Segment Start: DATA FOR THIS TASK

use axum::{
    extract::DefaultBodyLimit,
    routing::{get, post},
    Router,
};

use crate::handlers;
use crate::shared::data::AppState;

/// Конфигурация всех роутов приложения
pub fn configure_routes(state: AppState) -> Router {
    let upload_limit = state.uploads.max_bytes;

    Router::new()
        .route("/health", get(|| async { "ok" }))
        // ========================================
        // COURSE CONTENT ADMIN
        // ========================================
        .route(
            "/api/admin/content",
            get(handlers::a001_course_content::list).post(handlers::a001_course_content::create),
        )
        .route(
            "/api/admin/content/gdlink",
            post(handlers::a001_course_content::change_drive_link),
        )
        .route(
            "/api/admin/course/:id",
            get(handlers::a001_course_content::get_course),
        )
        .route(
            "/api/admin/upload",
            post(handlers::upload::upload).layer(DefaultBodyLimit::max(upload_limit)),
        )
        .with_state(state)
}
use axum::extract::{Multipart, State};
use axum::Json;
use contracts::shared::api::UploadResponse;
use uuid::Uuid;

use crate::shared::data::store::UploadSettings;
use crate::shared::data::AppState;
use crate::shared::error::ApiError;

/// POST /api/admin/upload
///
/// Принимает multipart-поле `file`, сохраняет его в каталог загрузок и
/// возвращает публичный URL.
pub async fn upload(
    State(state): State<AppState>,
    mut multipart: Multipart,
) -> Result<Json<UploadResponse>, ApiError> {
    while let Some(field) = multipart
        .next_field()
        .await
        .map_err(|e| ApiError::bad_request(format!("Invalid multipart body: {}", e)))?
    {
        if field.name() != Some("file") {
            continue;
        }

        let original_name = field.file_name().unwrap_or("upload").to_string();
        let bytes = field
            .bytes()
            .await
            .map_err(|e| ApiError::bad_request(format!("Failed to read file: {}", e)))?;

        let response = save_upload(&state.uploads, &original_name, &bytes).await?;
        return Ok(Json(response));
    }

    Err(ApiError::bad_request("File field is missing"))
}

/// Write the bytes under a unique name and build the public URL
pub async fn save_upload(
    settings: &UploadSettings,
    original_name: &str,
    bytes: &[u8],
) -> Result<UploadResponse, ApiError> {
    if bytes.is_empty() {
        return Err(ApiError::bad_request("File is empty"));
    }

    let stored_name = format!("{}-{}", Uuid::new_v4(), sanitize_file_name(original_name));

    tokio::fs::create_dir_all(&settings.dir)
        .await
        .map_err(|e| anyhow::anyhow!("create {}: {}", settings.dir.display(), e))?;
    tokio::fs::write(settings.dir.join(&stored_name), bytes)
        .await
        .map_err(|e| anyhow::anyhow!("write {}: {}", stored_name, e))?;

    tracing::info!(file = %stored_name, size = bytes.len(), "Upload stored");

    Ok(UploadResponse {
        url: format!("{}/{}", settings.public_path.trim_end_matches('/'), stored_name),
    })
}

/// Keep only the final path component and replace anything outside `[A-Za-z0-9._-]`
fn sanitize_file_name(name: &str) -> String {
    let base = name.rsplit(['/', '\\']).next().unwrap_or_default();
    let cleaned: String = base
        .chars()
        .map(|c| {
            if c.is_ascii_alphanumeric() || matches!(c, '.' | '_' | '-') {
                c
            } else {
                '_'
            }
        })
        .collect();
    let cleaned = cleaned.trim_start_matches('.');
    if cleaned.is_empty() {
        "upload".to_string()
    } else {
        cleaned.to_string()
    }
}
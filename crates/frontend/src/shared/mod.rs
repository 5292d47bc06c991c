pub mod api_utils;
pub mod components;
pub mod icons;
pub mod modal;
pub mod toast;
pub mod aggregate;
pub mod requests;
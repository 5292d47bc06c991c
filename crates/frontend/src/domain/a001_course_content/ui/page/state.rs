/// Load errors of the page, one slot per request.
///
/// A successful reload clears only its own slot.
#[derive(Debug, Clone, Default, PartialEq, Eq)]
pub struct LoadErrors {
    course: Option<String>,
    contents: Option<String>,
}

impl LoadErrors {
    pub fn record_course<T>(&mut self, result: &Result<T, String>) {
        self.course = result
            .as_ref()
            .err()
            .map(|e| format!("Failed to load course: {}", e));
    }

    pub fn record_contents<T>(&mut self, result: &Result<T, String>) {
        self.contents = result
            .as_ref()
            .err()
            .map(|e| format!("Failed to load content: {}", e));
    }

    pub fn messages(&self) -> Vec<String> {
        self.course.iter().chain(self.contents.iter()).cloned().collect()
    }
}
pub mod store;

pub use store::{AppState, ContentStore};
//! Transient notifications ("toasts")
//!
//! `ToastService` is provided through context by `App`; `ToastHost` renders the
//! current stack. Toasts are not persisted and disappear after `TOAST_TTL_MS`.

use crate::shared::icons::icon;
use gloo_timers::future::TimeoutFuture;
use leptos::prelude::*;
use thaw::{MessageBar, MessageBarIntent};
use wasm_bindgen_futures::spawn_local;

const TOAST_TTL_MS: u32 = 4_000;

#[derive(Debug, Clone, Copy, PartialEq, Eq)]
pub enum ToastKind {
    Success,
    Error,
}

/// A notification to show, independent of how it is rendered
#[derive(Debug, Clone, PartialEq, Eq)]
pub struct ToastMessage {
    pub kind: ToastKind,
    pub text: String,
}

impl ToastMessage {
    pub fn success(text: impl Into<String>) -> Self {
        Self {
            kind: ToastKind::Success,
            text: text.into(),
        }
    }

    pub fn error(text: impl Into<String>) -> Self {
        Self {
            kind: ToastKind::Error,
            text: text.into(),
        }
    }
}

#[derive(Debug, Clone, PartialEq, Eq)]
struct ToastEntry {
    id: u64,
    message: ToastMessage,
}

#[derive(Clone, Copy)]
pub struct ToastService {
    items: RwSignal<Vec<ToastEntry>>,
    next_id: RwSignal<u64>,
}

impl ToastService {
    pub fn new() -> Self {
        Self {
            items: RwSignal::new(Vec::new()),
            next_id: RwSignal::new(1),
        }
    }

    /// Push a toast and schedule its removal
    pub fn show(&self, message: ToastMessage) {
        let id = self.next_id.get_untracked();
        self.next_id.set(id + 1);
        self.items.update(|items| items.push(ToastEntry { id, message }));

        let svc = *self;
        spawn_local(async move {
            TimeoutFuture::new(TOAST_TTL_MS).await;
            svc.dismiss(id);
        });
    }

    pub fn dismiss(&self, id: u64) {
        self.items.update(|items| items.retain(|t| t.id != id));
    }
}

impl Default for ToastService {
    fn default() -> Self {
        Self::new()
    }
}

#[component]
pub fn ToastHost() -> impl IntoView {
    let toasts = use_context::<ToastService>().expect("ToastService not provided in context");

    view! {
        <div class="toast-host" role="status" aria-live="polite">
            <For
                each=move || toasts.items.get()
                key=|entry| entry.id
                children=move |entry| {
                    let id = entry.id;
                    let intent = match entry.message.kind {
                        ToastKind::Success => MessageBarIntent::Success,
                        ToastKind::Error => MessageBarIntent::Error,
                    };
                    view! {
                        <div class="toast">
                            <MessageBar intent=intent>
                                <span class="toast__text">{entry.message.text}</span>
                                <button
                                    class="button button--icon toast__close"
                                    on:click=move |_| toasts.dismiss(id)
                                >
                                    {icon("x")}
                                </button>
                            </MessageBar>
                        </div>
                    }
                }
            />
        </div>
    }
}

Segment End: DATA FOR THIS TASK

▸ PROBLEM REQUIREMENTS
Collect the lines of the records that include the string "ToastMessage".

▸ OUTPUT FOR THIS TASK
pub struct ToastMessage {
impl ToastMessage {
    message: ToastMessage,
    pub fn show(&self, message: ToastMessage) {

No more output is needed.